A Permit environment is a silo (a logical grouping) of your policy (roles, conditions, etc.) and data (users, tenants, role assignments, etc.). You can create multiple environments for each of your projects.

For example, you can create a production environment for your production deployment and a staging environment for your staging deployment. Environments can be used for CI/D flows, testing, and more.

In this section we will dive into details of how Projects and Environments work within Permit.io.

Projects

Projects are the highest level of encapsulation for your authorization. Every unique service or application that requires its own set of policies and roles is a project. In addition, each project can support multiple environments - allowing different policies for different deployments or configurations.

Within your organization, you can have multiple projects.
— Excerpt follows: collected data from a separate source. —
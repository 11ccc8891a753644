//! Inline text spans to HTML node trees.
//!
//! This crate turns the inline spans produced by a markdown parser
//! ([`InlineText`]) into HTML nodes and renders node trees to HTML fragments.
//!
//! # Architecture
//!
//! - [`InlineText`]: immutable span of text with a [`TextKind`] and an
//!   optional link/image destination
//! - [`MarkupNode`]: a [`LeafNode`] (value, no children) or a
//!   [`ContainerNode`] (ordered children), both carrying ordered
//!   [`Attributes`]
//! - [`text_to_leaf`]: maps one span to the leaf node for its kind
//!
//! Deciding which leaves go under which containers is left to the caller.
//! Rendering produces a fragment: no doctype or document wrapper is added.
//!
//! # Example
//!
//! ```
//! use htmlnode::{ContainerNode, InlineText, MarkupNode, TextKind, text_to_leaf};
//!
//! let spans = [
//!     InlineText::new("Hello, ", TextKind::Plain),
//!     InlineText::new("world", TextKind::Bold),
//!     InlineText::new("!", TextKind::Plain),
//! ];
//! let children = spans
//!     .iter()
//!     .map(|span| MarkupNode::from(text_to_leaf(span)))
//!     .collect();
//!
//! let html = ContainerNode::new("span", children).render().unwrap();
//! assert_eq!(html, "<span>Hello, <b>world</b>!</span>");
//! ```
//!
//! # Features
//!
//! - `serde`: `Serialize`/`Deserialize` for [`InlineText`] and [`TextKind`]

mod attrs;
mod convert;
mod error;
mod node;
mod text;

pub use attrs::Attributes;
pub use convert::{text_to_leaf, texts_to_leaves};
pub use error::{MarkupError, Result};
pub use node::{ContainerNode, LeafNode, MarkupNode};
pub use text::{InlineText, TextKind};

#[cfg(test)]
mod tests {
    use static_assertions::assert_impl_all;

    use super::*;

    assert_impl_all!(MarkupNode: Send, Sync);
    assert_impl_all!(LeafNode: Send, Sync);
    assert_impl_all!(ContainerNode: Send, Sync);
    assert_impl_all!(InlineText: Send, Sync);
    assert_impl_all!(MarkupError: Send, Sync, std::error::Error);

    #[test]
    fn test_render_same_tree_from_threads() {
        let tree = MarkupNode::from(ContainerNode::new(
            "p",
            vec![LeafNode::new("i", "shared").into()],
        ));

        std::thread::scope(|s| {
            let handles: Vec<_> = (0..4).map(|_| s.spawn(|| tree.render())).collect();
            for handle in handles {
                assert_eq!(handle.join().unwrap().unwrap(), "<p><i>shared</i></p>");
            }
        });
    }
}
Each project represents your offerings, where an offering can be a different product, software or tool. By default, we defined the "Default Project" for you.

You can manage projects from the Projects page.
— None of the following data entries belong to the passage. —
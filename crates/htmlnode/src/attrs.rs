//! Ordered HTML attributes.
//!
//! Attribute order is part of the rendered output, so attributes are kept as
//! an ordered list of pairs rather than a hash map.

use std::fmt;

/// Ordered list of `key="value"` attributes attached to a node.
///
/// Values are emitted verbatim when rendered: quotes and markup characters
/// are not escaped.
///
/// # Example
///
/// ```
/// use htmlnode::Attributes;
///
/// let attrs = Attributes::from([("href", "https://x.com"), ("target", "_blank")]);
/// assert_eq!(attrs.to_string(), r#" href="https://x.com" target="_blank""#);
/// ```
#[derive(Debug, Clone, Default, PartialEq, Eq, Hash)]
pub struct Attributes {
    pairs: Vec<(String, String)>,
}

impl Attributes {
    /// Create an empty attribute list.
    #[must_use]
    pub fn new() -> Self {
        Self::default()
    }

    /// Set an attribute.
    ///
    /// A new key is appended at the end. An existing key keeps its position
    /// and only its value is replaced.
    pub fn insert(&mut self, key: impl Into<String>, value: impl Into<String>) {
        let key = key.into();
        let value = value.into();
        if let Some(slot) = self.pairs.iter_mut().find(|(k, _)| *k == key) {
            slot.1 = value;
        } else {
            self.pairs.push((key, value));
        }
    }

    /// Builder form of [`insert`](Self::insert).
    #[must_use]
    pub fn with(mut self, key: impl Into<String>, value: impl Into<String>) -> Self {
        self.insert(key, value);
        self
    }

    /// Look up an attribute value by key.
    #[must_use]
    pub fn get(&self, key: &str) -> Option<&str> {
        self.pairs
            .iter()
            .find(|(k, _)| k == key)
            .map(|(_, v)| v.as_str())
    }

    /// Number of attributes.
    #[must_use]
    pub fn len(&self) -> usize {
        self.pairs.len()
    }

    /// Whether there are no attributes.
    #[must_use]
    pub fn is_empty(&self) -> bool {
        self.pairs.is_empty()
    }

    /// Iterate over `(key, value)` pairs in insertion order.
    pub fn iter(&self) -> impl Iterator<Item = (&str, &str)> {
        self.pairs.iter().map(|(k, v)| (k.as_str(), v.as_str()))
    }

    /// Append the serialized attributes to `out`.
    pub(crate) fn write_to(&self, out: &mut String) {
        for (key, value) in &self.pairs {
            out.push(' ');
            out.push_str(key);
            out.push_str("=\"");
            out.push_str(value);
            out.push('"');
        }
    }
}

/// Serialized attribute string: a leading space before each `key="value"`.
///
/// An empty list produces an empty string.
impl fmt::Display for Attributes {
    fn fmt(&self, f: &mut fmt::Formatter<'_>) -> fmt::Result {
        for (key, value) in &self.pairs {
            write!(f, r#" {key}="{value}""#)?;
        }
        Ok(())
    }
}

impl<K, V> FromIterator<(K, V)> for Attributes
where
    K: Into<String>,
    V: Into<String>,
{
    fn from_iter<I: IntoIterator<Item = (K, V)>>(iter: I) -> Self {
        let mut attrs = Self::new();
        for (key, value) in iter {
            attrs.insert(key, value);
        }
        attrs
    }
}

impl<K, V, const N: usize> From<[(K, V); N]> for Attributes
where
    K: Into<String>,
    V: Into<String>,
{
    fn from(pairs: [(K, V); N]) -> Self {
        pairs.into_iter().collect()
    }
}
use anyhow::Result;
use tokio::signal;
use tokio_util::sync::CancellationToken;

/// What ended [`wait_for_shutdown`].
#[derive(Debug, Clone, Copy, PartialEq, Eq)]
pub enum ShutdownReason {
    CtrlC,
    Sigterm,
    /// The root token was cancelled from inside the process.
    Cancelled,
}

/// Wait for Ctrl+C, SIGTERM, or cancellation of `cancel`, whichever comes first.
///
/// # Errors
/// Returns an error if a signal handler cannot be installed.
pub async fn wait_for_shutdown(cancel: &CancellationToken) -> Result<ShutdownReason> {
    let reason = tokio::select! {
        result = wait_ctrl_c() => result?,
        result = wait_sigterm() => result?,
        () = cancel.cancelled() => ShutdownReason::Cancelled,
    };

    tracing::info!(?reason, "shutdown requested");
    Ok(reason)
}

async fn wait_ctrl_c() -> Result<ShutdownReason> {
    signal::ctrl_c().await.map_err(|e| {
        tracing::error!(%e, "error handling Ctrl+C signal");
        e
    })?;
    Ok(ShutdownReason::CtrlC)
}

#[cfg(unix)]
async fn wait_sigterm() -> Result<ShutdownReason> {
    let mut handler =
        signal::unix::signal(signal::unix::SignalKind::terminate()).map_err(|e| {
            tracing::error!(%e, "failed to install SIGTERM handler");
            e
        })?;
    handler.recv().await;
    Ok(ShutdownReason::Sigterm)
}

#[cfg(not(unix))]
async fn wait_sigterm() -> Result<ShutdownReason> {
    std::future::pending::<Result<ShutdownReason>>().await
}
Project and Environment Page

Creating a new project

If your organization needs to deal with multiple projects, you can add this project directly within the Projects page.

Editing, Filtering and Deleting projects

We also provide the functionality for filtering through projects, to provide you with a more concrete view, and of course, you also get the ability to edit and delete projects as you wish.

Getting the project id

To retrieve the project ID, click on the three dots and the key will be visible in the pop-ip, or you can consult this guide for details on obtaining both the project and environment ID's via the API.

Getting Project ID

note

You will need a project and environment ID for most API calls to Permit.
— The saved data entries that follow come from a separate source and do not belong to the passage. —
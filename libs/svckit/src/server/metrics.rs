//! Prometheus scrape endpoint backed by an isolated registry.
//!
//! The endpoint registers one collector of its own in the registry it
//! serves: `metrics_handler_requests_total{code}`, counting completed scrapes.
//! Counters for both codes start at zero, so even a registry without any
//! application metrics produces a valid exposition with `# HELP` and `# TYPE`
//! lines.

use axum::{
    Router,
    extract::State,
    http::{StatusCode, header},
    response::{IntoResponse, Response},
    routing::get,
};
use prometheus::{Encoder, IntCounterVec, Opts, Registry, TextEncoder};

pub const METRICS_PATH: &str = "/metrics";

const REQUESTS_METRIC: &str = "metrics_handler_requests_total";

#[derive(Clone)]
struct MetricsState {
    registry: Registry,
    requests: IntCounterVec,
}

/// Build a router serving `registry` at [`METRICS_PATH`].
///
/// # Errors
/// Returns an error if the endpoint's own counter cannot be registered, which
/// happens when a router was already built for the same registry.
pub fn metrics_router(registry: Registry) -> Result<Router, prometheus::Error> {
    let requests = IntCounterVec::new(
        Opts::new(
            REQUESTS_METRIC,
            "Total number of scrapes by HTTP status code.",
        ),
        &["code"],
    )?;
    registry.register(Box::new(requests.clone()))?;

    for code in ["200", "500"] {
        requests.with_label_values(&[code]);
    }

    Ok(Router::new()
        .route(METRICS_PATH, get(metrics_handler))
        .with_state(MetricsState { registry, requests }))
}

async fn metrics_handler(State(state): State<MetricsState>) -> Response {
    let encoder = TextEncoder::new();
    let families = state.registry.gather();
    let mut buffer = Vec::new();

    match encoder.encode(&families, &mut buffer) {
        Ok(()) => {
            state.requests.with_label_values(&["200"]).inc();
            (
                StatusCode::OK,
                [(header::CONTENT_TYPE, prometheus::TEXT_FORMAT)],
                buffer,
            )
                .into_response()
        }
        Err(e) => {
            tracing::error!(error = %e, "failed to encode metrics");
            state.requests.with_label_values(&["500"]).inc();
            (StatusCode::INTERNAL_SERVER_ERROR, e.to_string()).into_response()
        }
    }
}

#[cfg(test)]
mod tests {
    use super::*;
    use axum::body::Body;
    use axum::http::Request;
    use prometheus::IntCounter;
    use tower::ServiceExt;

    async fn scrape(router: Router) -> (StatusCode, String, String) {
        let request = Request::builder()
            .method("GET")
            .uri(METRICS_PATH)
            .body(Body::empty())
            .unwrap();
        let response = router.oneshot(request).await.unwrap();
        let status = response.status();
        let content_type = response
            .headers()
            .get(header::CONTENT_TYPE)
            .unwrap()
            .to_str()
            .unwrap()
            .to_owned();
        let body = axum::body::to_bytes(response.into_body(), usize::MAX)
            .await
            .unwrap();
        (status, content_type, String::from_utf8(body.to_vec()).unwrap())
    }

    #[tokio::test]
    async fn fresh_registry_exposes_preamble() {
        let router = metrics_router(Registry::new()).unwrap();

        let (status, content_type, body) = scrape(router).await;
        assert_eq!(status, StatusCode::OK);
        assert_eq!(content_type, prometheus::TEXT_FORMAT);
        assert!(body.contains("# HELP metrics_handler_requests_total"));
        assert!(body.contains("# TYPE metrics_handler_requests_total counter"));
        assert!(body.contains(r#"metrics_handler_requests_total{code="200"} 0"#));
    }

    #[tokio::test]
    async fn scrapes_are_counted() {
        let router = metrics_router(Registry::new()).unwrap();

        scrape(router.clone()).await;
        let (_, _, body) = scrape(router).await;
        assert!(body.contains(r#"metrics_handler_requests_total{code="200"} 1"#));
    }

    #[tokio::test]
    async fn exposes_application_metrics() {
        let registry = Registry::new();
        let router = metrics_router(registry.clone()).unwrap();

        let orders = IntCounter::new("orders_created_total", "Orders created").unwrap();
        registry.register(Box::new(orders.clone())).unwrap();
        orders.inc_by(3);

        let (_, _, body) = scrape(router).await;
        assert!(body.contains("orders_created_total 3"));
    }

    #[test]
    fn second_router_on_same_registry_is_rejected() {
        let registry = Registry::new();
        assert!(metrics_router(registry.clone()).is_ok());
        assert!(matches!(
            metrics_router(registry),
            Err(prometheus::Error::AlreadyReg)
        ));
    }

    #[test]
    fn does_not_touch_the_default_registry() {
        assert!(metrics_router(Registry::new()).is_ok());
        let exposed = TextEncoder::new()
            .encode_to_string(&prometheus::default_registry().gather())
            .unwrap();
        assert!(!exposed.contains(REQUESTS_METRIC));
    }
}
Managing access to a project

If you want to dive deeper into understanding member roles, refer to the Member Management guide.

Environments

Within your project, you create environments that suit your needs e.g. dev, staging, production etc.

info

Notice when you switch environment the Policy Editor will be updated to reflect the new environment.

Every environment has a secret key that you use to check for permissions with the Permit's SDK and API. We offer simple functionality so that you can easily copy your keys, rotate them if you want to maintain your security to your desired standard, edit the environment to you liking, delete it if need be, and most importantly change environment which is as simple as a click of a button.

You can manage environments from the Project page.

Environment Page

Creating a new Environment

Creating a new environment is as simple as clicking the New Environment button and filling in the details.

Environments can be created from scratch or copied from an existing environment. See Creating Environments for more details.

Getting the environment id

To retrieve the environment ID, click on the three dots and the key will be visible in the pop-ip, or you can consult this guide for details on obtaining both the project and environment ID via the API.

note

You will need a project and environment ID for most API calls to Permit.

Get env id

Fetching and rotating the API key

Get env id

Editing and deleting environments

Get env id

Managing access to an environment

If you want to dive deeper into understanding member roles, refer to the Member Management guide.

Working with the Permit Hierarchy

Your workspace, or in other words, your organization, is at the root of the Permit object model. Within your workspace you can have multiple projects, and each project can have multiple environments, each with their own set of policies and roles.

tip

Think of a project as different applications you would want different policies for.

Think of an environment as different deployments you would want different policies for.

Permit Object Model

Under each environment you will find:

  • your tenants (think: your customers)
  • your users
  • your policy and roles
  • your resources and actions (think: the components in your application and their enforcement points)

Within each environment, Users are linked to Tenants via Roles (e.g. user alice has role admin on tenant my-customer).

For example, let's assume we have e-learning platform deployed into production. One of the customers named John Smith, has been enrolled as a student in the paid "Introduction to Web Development" course.

You can have the same user belong to multiple tenants in the same environment.